In 1970, after years spent working in exile in Europe, Welles returned to Hollywood and gradually put together the pieces to make his next movie. Pieces is the operative word, as The Other Side of the Wind would be made like a jigsaw, finding money to film here and there, shooting when and where he could, the only man with a true sense of the story leading a rag-tag team of acolyte filmmakers who would work themselves to the bone to realise his vision, for six long years.
Funding to complete it fell apart, not least because of the Iranian revolution, as one of the producers was the brother-in-law of the Shah of Iran, who saw his assets seized, including the existing footage of this film. If Welles had a history of using smoke and mirrors to represent his life and career, this was one moment even he might not have been able to conjure up.

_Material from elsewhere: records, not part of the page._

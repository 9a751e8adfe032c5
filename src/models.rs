use chrono::NaiveDate;
use serde::{Deserialize, Serialize};
use uuid::Uuid;

use crate::error::EngineError;

/// Inclusive date range. Constructed through `new` so `end < start` is
/// rejected before any scoring happens.
#[derive(Debug, Clone, Copy, PartialEq, Eq)]
pub struct Period {
    pub start: NaiveDate,
    pub end: NaiveDate,
}

impl Period {
    pub fn new(start: NaiveDate, end: NaiveDate) -> Result<Self, EngineError> {
        if end < start {
            return Err(EngineError::InvalidPeriod { start, end });
        }
        Ok(Self { start, end })
    }

    pub fn day_count(&self) -> i64 {
        (self.end - self.start).num_days() + 1
    }
}

/// One calendar day's total water intake. Days with no log never produce a
/// record; scorers treat them as 0 ml.
#[derive(Debug, Clone)]
pub struct WaterDay {
    pub date: NaiveDate,
    pub total_ml: i32,
}

#[derive(Debug, Clone, Copy, PartialEq, Eq)]
pub struct Plate {
    pub is_placeholder: bool,
    pub vegetables_pct: i32,
    pub protein_pct: i32,
    pub carbs_pct: i32,
}

#[derive(Debug, Clone, Copy, PartialEq, Eq, Serialize, Deserialize)]
#[serde(rename_all = "snake_case")]
pub enum MealType {
    Breakfast,
    Lunch,
    Dinner,
}

impl MealType {
    pub fn parse(value: &str) -> Option<Self> {
        match value {
            "breakfast" => Some(Self::Breakfast),
            "lunch" => Some(Self::Lunch),
            "dinner" => Some(Self::Dinner),
            _ => None,
        }
    }
}

/// A meal slot. Plates are ordered by position; the slot starts life with a
/// placeholder plate, and the meal counts as reported only once a
/// non-placeholder plate has been added.
#[derive(Debug, Clone)]
pub struct Meal {
    pub id: Uuid,
    pub date: NaiveDate,
    pub meal_type: MealType,
    pub notes: Option<String>,
    pub plates: Vec<Plate>,
}

impl Meal {
    /// The plate the user actually ate: the last non-placeholder plate.
    pub fn as_eaten_plate(&self) -> Option<&Plate> {
        self.plates.iter().rev().find(|p| !p.is_placeholder)
    }

    pub fn is_reported(&self) -> bool {
        self.as_eaten_plate().is_some()
    }
}

#[derive(Debug, Clone, PartialEq, Serialize, Deserialize)]
pub struct NewFoodEntry {
    pub food_name: String,
    pub difficulty_level: i32,
    #[serde(skip_serializing_if = "Option::is_none")]
    pub notes: Option<String>,
}

#[derive(Debug, Clone, Copy, PartialEq, Eq, Serialize, Deserialize)]
#[serde(rename_all = "snake_case")]
pub enum RecommendationCategory {
    NewFood,
    Quantity,
    Habit,
    General,
}

impl RecommendationCategory {
    pub fn parse(value: &str) -> Option<Self> {
        match value {
            "new_food" => Some(Self::NewFood),
            "quantity" => Some(Self::Quantity),
            "habit" => Some(Self::Habit),
            "general" => Some(Self::General),
            _ => None,
        }
    }
}

#[derive(Debug, Clone)]
pub struct RecommendationItem {
    pub id: Uuid,
    pub text: String,
    pub category: RecommendationCategory,
    pub tracked: bool,
    pub target_value: Option<String>,
}

/// Result of the external recommendation-matching collaborator for one
/// period. The engine consumes this as-is and never second-guesses it.
#[derive(Debug, Clone, PartialEq, Eq)]
pub struct MatchOutcome {
    pub recommendations_followed: usize,
    pub total_recommendations: usize,
    pub analysis: String,
    pub matched_items: Vec<String>,
    pub unmatched_items: Vec<String>,
}

/// Per-user knobs. Defaults mirror the schema defaults.
#[derive(Debug, Clone, Copy)]
pub struct UserSettings {
    pub daily_water_goal_ml: i32,
    pub check_cadence_days: i64,
    pub plate_tolerance_pct: i32,
}

impl Default for UserSettings {
    fn default() -> Self {
        Self {
            daily_water_goal_ml: 2000,
            check_cadence_days: 14,
            plate_tolerance_pct: 10,
        }
    }
}

#[derive(Debug, Clone, PartialEq, Serialize, Deserialize)]
pub struct WaterIntakeDetails {
    pub daily_avg_ml: f64,
    pub goal_ml: i32,
    pub days_met_goal: i64,
    pub total_days: i64,
    pub percentage_days_met: f64,
}

#[derive(Debug, Clone, PartialEq, Serialize, Deserialize)]
pub struct NewFoodsDetails {
    pub total_new_foods: usize,
    pub foods: Vec<NewFoodEntry>,
}

#[derive(Debug, Clone, PartialEq, Serialize, Deserialize)]
pub struct RecommendationsMatchDetails {
    pub analysis: String,
    pub matched_items: Vec<String>,
    pub unmatched_items: Vec<String>,
    pub recommendations_followed: usize,
    pub total_recommendations: usize,
}

#[derive(Debug, Clone, PartialEq, Serialize, Deserialize)]
pub struct HealthyPlatesDetails {
    pub healthy_meals: usize,
    pub total_reported_meals: usize,
    pub ratio_percentage: f64,
}

/// Pure engine output: the four sub-scores with their evidence, plus the
/// aggregate. No id or check date; the service adds those when persisting.
#[derive(Debug, Clone, PartialEq)]
pub struct ComplianceReport {
    pub water_intake_score: f64,
    pub water_intake_details: WaterIntakeDetails,
    pub new_foods_score: f64,
    pub new_foods_details: NewFoodsDetails,
    pub recommendations_match_score: f64,
    pub recommendations_match_details: RecommendationsMatchDetails,
    pub healthy_plates_ratio_score: f64,
    pub healthy_plates_details: HealthyPlatesDetails,
    pub overall_score: f64,
}

/// Persisted compliance check. Serializes to the JSON shape the UI layer
/// consumes: snake_case fields, dates as YYYY-MM-DD, scores as 0-100 numbers.
#[derive(Debug, Clone, PartialEq, Serialize, Deserialize)]
pub struct ComplianceCheck {
    pub id: Uuid,
    pub check_date: NaiveDate,
    pub period_start: NaiveDate,
    pub period_end: NaiveDate,
    pub water_intake_score: f64,
    pub water_intake_details: WaterIntakeDetails,
    pub new_foods_score: f64,
    pub new_foods_details: NewFoodsDetails,
    pub recommendations_match_score: f64,
    pub recommendations_match_details: RecommendationsMatchDetails,
    pub healthy_plates_ratio_score: f64,
    pub healthy_plates_details: HealthyPlatesDetails,
    pub overall_score: f64,
}

impl ComplianceCheck {
    pub fn from_report(
        id: Uuid,
        check_date: NaiveDate,
        period: Period,
        report: ComplianceReport,
    ) -> Self {
        Self {
            id,
            check_date,
            period_start: period.start,
            period_end: period.end,
            water_intake_score: report.water_intake_score,
            water_intake_details: report.water_intake_details,
            new_foods_score: report.new_foods_score,
            new_foods_details: report.new_foods_details,
            recommendations_match_score: report.recommendations_match_score,
            recommendations_match_details: report.recommendations_match_details,
            healthy_plates_ratio_score: report.healthy_plates_ratio_score,
            healthy_plates_details: report.healthy_plates_details,
            overall_score: report.overall_score,
        }
    }
}

#[cfg(test)]
mod tests {
    use super::*;

    fn date(y: i32, m: u32, d: u32) -> NaiveDate {
        NaiveDate::from_ymd_opt(y, m, d).unwrap()
    }

    #[test]
    fn period_rejects_reversed_range() {
        let err = Period::new(date(2026, 3, 10), date(2026, 3, 1)).unwrap_err();
        assert!(matches!(err, EngineError::InvalidPeriod { .. }));
    }

    #[test]
    fn period_day_count_is_inclusive() {
        let period = Period::new(date(2026, 3, 1), date(2026, 3, 3)).unwrap();
        assert_eq!(period.day_count(), 3);
        let single = Period::new(date(2026, 3, 1), date(2026, 3, 1)).unwrap();
        assert_eq!(single.day_count(), 1);
    }

    #[test]
    fn last_non_placeholder_plate_is_the_eaten_one() {
        let meal = Meal {
            id: Uuid::nil(),
            date: date(2026, 3, 1),
            meal_type: MealType::Breakfast,
            notes: None,
            plates: vec![
                Plate {
                    is_placeholder: true,
                    vegetables_pct: 50,
                    protein_pct: 30,
                    carbs_pct: 20,
                },
                Plate {
                    is_placeholder: false,
                    vegetables_pct: 40,
                    protein_pct: 40,
                    carbs_pct: 20,
                },
            ],
        };
        assert!(meal.is_reported());
        assert_eq!(meal.as_eaten_plate().unwrap().vegetables_pct, 40);
    }

    #[test]
    fn check_serializes_to_the_ui_shape() {
        let period = Period::new(date(2026, 3, 1), date(2026, 3, 14)).unwrap();
        let report = ComplianceReport {
            water_intake_score: 67.0,
            water_intake_details: WaterIntakeDetails {
                daily_avg_ml: 2100.0,
                goal_ml: 2000,
                days_met_goal: 2,
                total_days: 3,
                percentage_days_met: 66.7,
            },
            new_foods_score: 20.0,
            new_foods_details: NewFoodsDetails {
                total_new_foods: 2,
                foods: vec![],
            },
            recommendations_match_score: 100.0,
            recommendations_match_details: RecommendationsMatchDetails {
                analysis: "nothing tracked".to_string(),
                matched_items: vec![],
                unmatched_items: vec![],
                recommendations_followed: 0,
                total_recommendations: 0,
            },
            healthy_plates_ratio_score: 50.0,
            healthy_plates_details: HealthyPlatesDetails {
                healthy_meals: 1,
                total_reported_meals: 2,
                ratio_percentage: 50.0,
            },
            overall_score: 59.3,
        };
        let check =
            ComplianceCheck::from_report(Uuid::nil(), date(2026, 3, 15), period, report);

        let value = serde_json::to_value(&check).unwrap();
        assert_eq!(value["period_start"], "2026-03-01");
        assert_eq!(value["period_end"], "2026-03-14");
        assert_eq!(value["check_date"], "2026-03-15");
        assert_eq!(value["water_intake_score"], 67.0);
        assert_eq!(value["water_intake_details"]["days_met_goal"], 2);
        assert_eq!(value["recommendations_match_score"], 100.0);
        assert_eq!(value["healthy_plates_details"]["healthy_meals"], 1);
        assert_eq!(value["overall_score"], 59.3);

        let back: ComplianceCheck = serde_json::from_value(value).unwrap();
        assert_eq!(back, check);
    }
}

Sadly, Welles would never complete an edit of The Other Side of the Wind, and the film seeped into legend as one of cinema’s great lost productions.
Thankfully, the film was finished in 2018 after a high-profile crowdfunding campaign and a hefty influx of cash from Netflix, by a team including Frank Marshall, producer of countless blockbusters including Raiders of the Lost Ark, whose early Hollywood career saw him working as a production assistant for Welles (he can also be seen in this movie, as part of the documentary camera crew, following Welles’ alter ego, Jake Hannaford, as played by John Houston). The team completed the film using an existing rough cut and Welles’ copious notes to get as close as possible to Welles’ intentions
The completed film has a lot to say: it is, of course, also about the passing of the Hollywood old guard to the new Hollywood, as visualised perfectly in Peter Biskind’s book, Easy Riders, Raging Bulls and represented here by Peter Bogdanovich, clearly flagged up in the scene between his Brooks Otterlake and Tonio Selwart, as The Baron, and in Otterlake’s relationship with Hannaford, and how that passing of the torch is reflected in their friendship and the betrayal of that friendship (which also comments on Bogdanovich and his real-life relationship with Welles).
The Other Side of the Wind is seeped in the very DNA of Hollywood, drenched in the process of filmmaking, in the selfish, obsessive nature of the creative drive (and therefore of the creators), and as much about film itself as anything else, reflected even in the nature of its completion.
While it’s self-referential, autobiographical and, yes, masturbatory, The Other Side of the Wind is also fascinating and frustrating (the array of underdeveloped characters flag up the film’s fractured development), while its very presence is a cause for celebration. The film’s content and form are as much of their time as they are as fresh as anything to grace a screen this year – the film within a film is ravishing and vivid, astonishingly sexy and unlike anything else Welles created (the sex scene in the car is beyond breathtaking). Full of Welles’ trademark sly humour and questing, experimental nature, it’s as far from the work of an ageing talent as it’s possible to be, and instead reinforces Welles’ genius.
Falling somewhere between a confessional and a documentary, the film has now become inseparable from its myth, and perhaps cannot be fairly judged on its own terms. But we’re still judging Welles by many of the myths he created around himself, so this seems perfectly apt for the director’s final work, as a comment on both the man, his life and his body of work.
“Almost every kind of story is a lie… except this time”.
Welles once said that on camera, in F for Fake. That’s also a lie, particularly when it comes to The Other Side of the Wind.